Mechanistic investigation of the oxidation of vitamin B1 with sodium N-chlorobenzenesulfonamide in presence of ruthenium(III) catalyst in hydrochloric acid medium: a kinetic approach

Abstract

The oxidative cleavage of vitamin B1 (thiamine hydrochloride, THM) with sodium N-chlorobenzenesulfonamide (chloramine-B, CAB) has been kinetically investigated in HCl medium in presence of ruthenium(III) catalyst at 308 K. The oxidation reaction follows the rate law, −d[CAB]/dt = k [CAB] [Ru(III)] [H+] [THM]a [Cl−]b, where a and b are less than unity. Variation of ionic strength of the medium and addition of the reaction product, benzenesulfonamide (BSA) had no significant effect on the reaction rate. The change in relative permittivity of the medium affected by changing the solvent composition with acetonitrile has been studied.
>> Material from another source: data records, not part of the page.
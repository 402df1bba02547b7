//! Right-to-left selector matching over any element tree.

use crate::handle::NodeId;
use crate::selector::{
    AttrOperator, Combinator, ComplexSelector, CompoundSelector, SelectorList, SimpleSelector,
};

/// Read-only view the matcher walks.
pub trait ElementTree {
    fn parent_element(&self, node: NodeId) -> Option<NodeId>;

    /// Element children in document order.
    fn element_children(&self, node: NodeId) -> Vec<NodeId>;

    fn local_name(&self, node: NodeId) -> &str;

    fn attr(&self, node: NodeId, name: &str) -> Option<&str>;
}

pub fn matches_list<T: ElementTree + ?Sized>(tree: &T, list: &SelectorList, node: NodeId) -> bool {
    list.selectors
        .iter()
        .any(|selector| matches_complex(tree, selector, node))
}

pub fn matches_complex<T: ElementTree + ?Sized>(
    tree: &T,
    selector: &ComplexSelector,
    node: NodeId,
) -> bool {
    match selector.compounds.len() {
        0 => false,
        len => match_from(tree, selector, len - 1, node),
    }
}

/// Match `compounds[..=index]` with `compounds[index]` anchored at `node`.
fn match_from<T: ElementTree + ?Sized>(
    tree: &T,
    selector: &ComplexSelector,
    index: usize,
    node: NodeId,
) -> bool {
    if !matches_compound(tree, &selector.compounds[index], node) {
        return false;
    }
    if index == 0 {
        return true;
    }

    let next = index - 1;
    match selector.combinators[next] {
        Combinator::Child => tree
            .parent_element(node)
            .map(|parent| match_from(tree, selector, next, parent))
            .unwrap_or(false),
        Combinator::Descendant => {
            let mut ancestor = tree.parent_element(node);
            while let Some(candidate) = ancestor {
                if match_from(tree, selector, next, candidate) {
                    return true;
                }
                ancestor = tree.parent_element(candidate);
            }
            false
        }
        Combinator::NextSibling => previous_siblings(tree, node)
            .last()
            .map(|sibling| match_from(tree, selector, next, *sibling))
            .unwrap_or(false),
        Combinator::SubsequentSibling => previous_siblings(tree, node)
            .iter()
            .rev()
            .any(|sibling| match_from(tree, selector, next, *sibling)),
    }
}

pub fn matches_compound<T: ElementTree + ?Sized>(
    tree: &T,
    compound: &CompoundSelector,
    node: NodeId,
) -> bool {
    if let Some(tag) = &compound.tag {
        if !tree.local_name(node).eq_ignore_ascii_case(tag) {
            return false;
        }
    }
    compound
        .simple
        .iter()
        .all(|simple| matches_simple(tree, simple, node))
}

fn matches_simple<T: ElementTree + ?Sized>(tree: &T, simple: &SimpleSelector, node: NodeId) -> bool {
    match simple {
        SimpleSelector::Id(id) => tree.attr(node, "id") == Some(id.as_str()),
        SimpleSelector::Class(class) => tree
            .attr(node, "class")
            .map(|value| value.split_whitespace().any(|c| c == class))
            .unwrap_or(false),
        SimpleSelector::Attribute {
            name,
            matcher,
            case_insensitive,
        } => match (tree.attr(node, name), matcher) {
            (None, _) => false,
            (Some(_), None) => true,
            (Some(actual), Some((operator, expected))) => {
                attribute_matches(actual, *operator, expected, *case_insensitive)
            }
        },
        SimpleSelector::NthChild(nth) => nth.matches(position(tree, node, false, false)),
        SimpleSelector::NthLastChild(nth) => nth.matches(position(tree, node, false, true)),
        SimpleSelector::NthOfType(nth) => nth.matches(position(tree, node, true, false)),
        SimpleSelector::NthLastOfType(nth) => nth.matches(position(tree, node, true, true)),
    }
}

fn attribute_matches(actual: &str, operator: AttrOperator, expected: &str, fold: bool) -> bool {
    let (actual, expected) = if fold {
        (actual.to_lowercase(), expected.to_lowercase())
    } else {
        (actual.to_string(), expected.to_string())
    };
    match operator {
        AttrOperator::Equals => actual == expected,
        AttrOperator::Includes => {
            !expected.is_empty() && actual.split_whitespace().any(|word| word == expected)
        }
        AttrOperator::DashMatch => {
            actual == expected
                || actual
                    .strip_prefix(expected.as_str())
                    .map(|rest| rest.starts_with('-'))
                    .unwrap_or(false)
        }
        AttrOperator::Prefix => !expected.is_empty() && actual.starts_with(&expected),
        AttrOperator::Suffix => !expected.is_empty() && actual.ends_with(&expected),
        AttrOperator::Substring => !expected.is_empty() && actual.contains(&expected),
    }
}

/// Element siblings that precede `node`, in document order.
fn previous_siblings<T: ElementTree + ?Sized>(tree: &T, node: NodeId) -> Vec<NodeId> {
    match tree.parent_element(node) {
        Some(parent) => tree
            .element_children(parent)
            .into_iter()
            .take_while(|sibling| *sibling != node)
            .collect(),
        None => Vec::new(),
    }
}

/// 1-based position among element siblings, optionally restricted to the same tag
/// and optionally counted from the end. Parentless elements are at position 1.
fn position<T: ElementTree + ?Sized>(tree: &T, node: NodeId, same_type: bool, from_end: bool) -> usize {
    let Some(parent) = tree.parent_element(node) else {
        return 1;
    };
    let name = tree.local_name(node);
    let mut siblings: Vec<NodeId> = tree
        .element_children(parent)
        .into_iter()
        .filter(|sibling| !same_type || tree.local_name(*sibling).eq_ignore_ascii_case(name))
        .collect();
    if from_end {
        siblings.reverse();
    }
    siblings
        .iter()
        .position(|sibling| *sibling == node)
        .map(|index| index + 1)
        .unwrap_or(1)
}

/// `:nth-of-type` index of `node` among its parent's children.
pub fn nth_of_type_index<T: ElementTree + ?Sized>(tree: &T, node: NodeId) -> usize {
    position(tree, node, true, false)
}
The stoichiometry of the reaction was found to be 1:1, and N-[(4-amino-2-methylpyrimidine-5-yl)methyl]benzensulfonamide and 2-(4-methylthiazol-5-yl)ethanol were identified as the oxidation products of vitamin B1. The reaction constants involved in the mechanism were computed. The reaction was studied at different temperatures and the overall activation parameters have been evaluated. C6H5SO2NHCl has been postulated as the reactive oxidizing species. The observed results have been explained by plausible mechanisms and the relative rate laws have been deduced.